■ **The problem**: With no addition or omission, return the entries below.
━━━━━━━━
//! Constant tables of the view-DDL dialect.
//!
//! Everything here is static vocabulary: keywords, the aggregation and
//! built-in function sets, arithmetic operators, and the default sets of
//! annotation paths that are known to reference elements, parameters,
//! associations, or entities. The annotation path sets are only defaults;
//! callers can supply their own via `semantic::AnnotationCatalog`.

/// Keywords of the dialect, matched case-insensitively.
///
/// Aggregation function names are keywords too (see [`AGGREGATION_FUNCTIONS`]);
/// built-in functions are plain identifiers checked against
/// [`is_builtin_function`].
pub const KEYWORDS: &[&str] = &[
    "ABSTRACT",
    "ALL",
    "AND",
    "AS",
    "ASSOCIATION",
    "AVG",
    "BETWEEN",
    "BY",
    "CASE",
    "CAST",
    "COUNT",
    "CROSS",
    "CUSTOM",
    "DEFINE",
    "DISTINCT",
    "ELSE",
    "END",
    "ENTITY",
    "EXCEPT",
    "EXTEND",
    "FROM",
    "GROUP",
    "HAVING",
    "INNER",
    "INTERSECT",
    "IS",
    "JOIN",
    "KEY",
    "LEFT",
    "LOCALIZED",
    "MANY",
    "MAX",
    "MIN",
    "NOT",
    "NULL",
    "ON",
    "ONE",
    "OR",
    "OUTER",
    "PARAMETERS",
    "PRESERVING",
    "PROJECTION",
    "RIGHT",
    "ROOT",
    "SELECT",
    "SUM",
    "THEN",
    "TO",
    "TRANSIENT",
    "TYPE",
    "UNION",
    "VIEW",
    "VIRTUAL",
    "WHEN",
    "WHERE",
    "WITH",
];

/// Aggregation functions; their tokens are keywords.
pub const AGGREGATION_FUNCTIONS: &[&str] = &["MAX", "MIN", "AVG", "SUM", "COUNT"];

/// Arithmetic operators; any of these in a field expression discards the
/// source path, since the expression no longer has a single origin.
pub const ARITHMETIC_OPERATORS: &[&str] = &["+", "-", "*", "/"];

/// The marker that starts an association name (`_Currency`, `_Supplier`, ...).
pub const ASSOCIATION_PREFIX: char = '_';

/// Built-in functions of the dialect (identifiers followed by `(`).
const BUILTIN_FUNCTIONS: &[&str] = &[
    "abap_system_timezone",
    "abap_user_timezone",
    "abs",
    "add_days",
    "add_months",
    "bintohex",
    "ceil",
    "coalesce",
    "concat",
    "concat_with_space",
    "currency_conversion",
    "curr_to_decfloat_amount",
    "datn_add_days",
    "datn_add_months",
    "datn_days_between",
    "dats_add_days",
    "dats_add_months",
    "dats_days_between",
    "dats_is_valid",
    "dats_tims_to_tstmp",
    "dayname",
    "days_between",
    "decimal_shift",
    "div",
    "division",
    "floor",
    "fltp_to_dec",
    "get_numeric_value",
    "hextobin",
    "instr",
    "is_valid",
    "left",
    "length",
    "lower",
    "lpad",
    "ltrim",
    "mod",
    "monthname",
    "replace",
    "replace_regexpr",
    "right",
    "round",
    "rpad",
    "rtrim",
    "substring",
    "tims_is_valid",
    "tstmp_add_seconds",
    "tstmp_current_utctimestamp",
    "tstmp_is_valid",
    "tstmp_seconds_between",
    "tstmp_to_dats",
    "tstmp_to_dst",
    "tstmp_to_tims",
    "unit_conversion",
    "upper",
    "utcl_add_seconds",
    "utcl_current",
    "utcl_seconds_between",
    "uuid",
    "weekday",
];

/// Default annotation paths whose value names an element of the same view.
pub const ELEMENT_REF_ANNOTATIONS: &[&str] = &[
    "Aggregation.referenceElement",
    "Consumption.derivation.binding.element",
    "DefaultAggregation.referenceElement",
    "ObjectModel.foreignKey.association",
    "ObjectModel.representativeKey",
    "ObjectModel.text.element",
    "Semantics.amount.currencyCode",
    "Semantics.quantity.unitOfMeasure",
];

/// Default annotation paths whose value names a parameter.
pub const PARAMETER_REF_ANNOTATIONS: &[&str] = &[
    "Consumption.derivation.binding.parameter",
    "Environment.systemField",
];

/// Default annotation paths whose value names an association.
pub const ASSOCIATION_REF_ANNOTATIONS: &[&str] = &[
    "ObjectModel.foreignKey.association",
    "ObjectModel.text.association",
];

/// Default annotation paths whose value names another entity.
pub const ENTITY_REF_ANNOTATIONS: &[&str] = &[
    "Consumption.valueHelpDefinition.entity.name",
    "ObjectModel.hierarchy.association",
];

pub fn is_keyword(text: &str) -> bool {
    KEYWORDS.iter().any(|kw| kw.eq_ignore_ascii_case(text))
}

pub fn is_aggregation_function(text: &str) -> bool {
    AGGREGATION_FUNCTIONS
        .iter()
        .any(|f| f.eq_ignore_ascii_case(text))
}

pub fn is_builtin_function(text: &str) -> bool {
    BUILTIN_FUNCTIONS.iter().any(|f| f.eq_ignore_ascii_case(text))
}

pub fn is_arithmetic_operator(text: &str) -> bool {
    ARITHMETIC_OPERATORS.contains(&text)
}

#[cfg(test)]
mod tests {
    use super::*;

    #[test]
    fn test_keyword_lookup_is_case_insensitive() {
        assert!(is_keyword("select"));
        assert!(is_keyword("Select"));
        assert!(is_keyword("UNION"));
        assert!(!is_keyword("CurrencyCode"));
    }

    #[test]
    fn test_aggregations_are_keywords() {
        for f in AGGREGATION_FUNCTIONS {
            assert!(is_keyword(f), "{f} must be in the keyword table");
        }
    }

    #[test]
    fn test_builtin_function_lookup() {
        assert!(is_builtin_function("concat"));
        assert!(is_builtin_function("CURRENCY_CONVERSION"));
        assert!(!is_builtin_function("sum"));
    }
}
━━━━━━━━
■ **Exercise output**:
//! Constant tables of the view-DDL dialect.
//!
//! Everything here is static vocabulary: keywords, the aggregation and
//! built-in function sets, arithmetic operators, and the default sets of
//! annotation paths that are known to reference elements, parameters,
//! associations, or entities. The annotation path sets are only defaults;
//! callers can supply their own via `semantic::AnnotationCatalog`.

/// Keywords of the dialect, matched case-insensitively.
///
/// Aggregation function names are keywords too (see [`AGGREGATION_FUNCTIONS`]);
/// built-in functions are plain identifiers checked against
/// [`is_builtin_function`].
pub const KEYWORDS: &[&str] = &[
    "ABSTRACT",
    "ALL",
    "AND",
    "AS",
    "ASSOCIATION",
    "AVG",
    "BETWEEN",
    "BY",
    "CASE",
    "CAST",
    "COUNT",
    "CROSS",
    "CUSTOM",
    "DEFINE",
    "DISTINCT",
    "ELSE",
    "END",
    "ENTITY",
    "EXCEPT",
    "EXTEND",
    "FROM",
    "GROUP",
    "HAVING",
    "INNER",
    "INTERSECT",
    "IS",
    "JOIN",
    "KEY",
    "LEFT",
    "LOCALIZED",
    "MANY",
    "MAX",
    "MIN",
    "NOT",
    "NULL",
    "ON",
    "ONE",
    "OR",
    "OUTER",
    "PARAMETERS",
    "PRESERVING",
    "PROJECTION",
    "RIGHT",
    "ROOT",
    "SELECT",
    "SUM",
    "THEN",
    "TO",
    "TRANSIENT",
    "TYPE",
    "UNION",
    "VIEW",
    "VIRTUAL",
    "WHEN",
    "WHERE",
    "WITH",
];

/// Aggregation functions; their tokens are keywords.
pub const AGGREGATION_FUNCTIONS: &[&str] = &["MAX", "MIN", "AVG", "SUM", "COUNT"];

/// Arithmetic operators; any of these in a field expression discards the
/// source path, since the expression no longer has a single origin.
pub const ARITHMETIC_OPERATORS: &[&str] = &["+", "-", "*", "/"];

/// The marker that starts an association name (`_Currency`, `_Supplier`, ...).
pub const ASSOCIATION_PREFIX: char = '_';

/// Built-in functions of the dialect (identifiers followed by `(`).
const BUILTIN_FUNCTIONS: &[&str] = &[
    "abap_system_timezone",
    "abap_user_timezone",
    "abs",
    "add_days",
    "add_months",
    "bintohex",
    "ceil",
    "coalesce",
    "concat",
    "concat_with_space",
    "currency_conversion",
    "curr_to_decfloat_amount",
    "datn_add_days",
    "datn_add_months",
    "datn_days_between",
    "dats_add_days",
    "dats_add_months",
    "dats_days_between",
    "dats_is_valid",
    "dats_tims_to_tstmp",
    "dayname",
    "days_between",
    "decimal_shift",
    "div",
    "division",
    "floor",
    "fltp_to_dec",
    "get_numeric_value",
    "hextobin",
    "instr",
    "is_valid",
    "left",
    "length",
    "lower",
    "lpad",
    "ltrim",
    "mod",
    "monthname",
    "replace",
    "replace_regexpr",
    "right",
    "round",
    "rpad",
    "rtrim",
    "substring",
    "tims_is_valid",
    "tstmp_add_seconds",
    "tstmp_current_utctimestamp",
    "tstmp_is_valid",
    "tstmp_seconds_between",
    "tstmp_to_dats",
    "tstmp_to_dst",
    "tstmp_to_tims",
    "unit_conversion",
    "upper",
    "utcl_add_seconds",
    "utcl_current",
    "utcl_seconds_between",
    "uuid",
    "weekday",
];

/// Default annotation paths whose value names an element of the same view.
pub const ELEMENT_REF_ANNOTATIONS: &[&str] = &[
    "Aggregation.referenceElement",
    "Consumption.derivation.binding.element",
    "DefaultAggregation.referenceElement",
    "ObjectModel.foreignKey.association",
    "ObjectModel.representativeKey",
    "ObjectModel.text.element",
    "Semantics.amount.currencyCode",
    "Semantics.quantity.unitOfMeasure",
];

/// Default annotation paths whose value names a parameter.
pub const PARAMETER_REF_ANNOTATIONS: &[&str] = &[
    "Consumption.derivation.binding.parameter",
    "Environment.systemField",
];

/// Default annotation paths whose value names an association.
pub const ASSOCIATION_REF_ANNOTATIONS: &[&str] = &[
    "ObjectModel.foreignKey.association",
    "ObjectModel.text.association",
];

/// Default annotation paths whose value names another entity.
pub const ENTITY_REF_ANNOTATIONS: &[&str] = &[
    "Consumption.valueHelpDefinition.entity.name",
    "ObjectModel.hierarchy.association",
];

pub fn is_keyword(text: &str) -> bool {
    KEYWORDS.iter().any(|kw| kw.eq_ignore_ascii_case(text))
}

pub fn is_aggregation_function(text: &str) -> bool {
    AGGREGATION_FUNCTIONS
        .iter()
        .any(|f| f.eq_ignore_ascii_case(text))
}

pub fn is_builtin_function(text: &str) -> bool {
    BUILTIN_FUNCTIONS.iter().any(|f| f.eq_ignore_ascii_case(text))
}

pub fn is_arithmetic_operator(text: &str) -> bool {
    ARITHMETIC_OPERATORS.contains(&text)
}

#[cfg(test)]
mod tests {
    use super::*;

    #[test]
    fn test_keyword_lookup_is_case_insensitive() {
        assert!(is_keyword("select"));
        assert!(is_keyword("Select"));
        assert!(is_keyword("UNION"));
        assert!(!is_keyword("CurrencyCode"));
    }

    #[test]
    fn test_aggregations_are_keywords() {
        for f in AGGREGATION_FUNCTIONS {
            assert!(is_keyword(f), "{f} must be in the keyword table");
        }
    }

    #[test]
    fn test_builtin_function_lookup() {
        assert!(is_builtin_function("concat"));
        assert!(is_builtin_function("CURRENCY_CONVERSION"));
        assert!(!is_builtin_function("sum"));
    }
}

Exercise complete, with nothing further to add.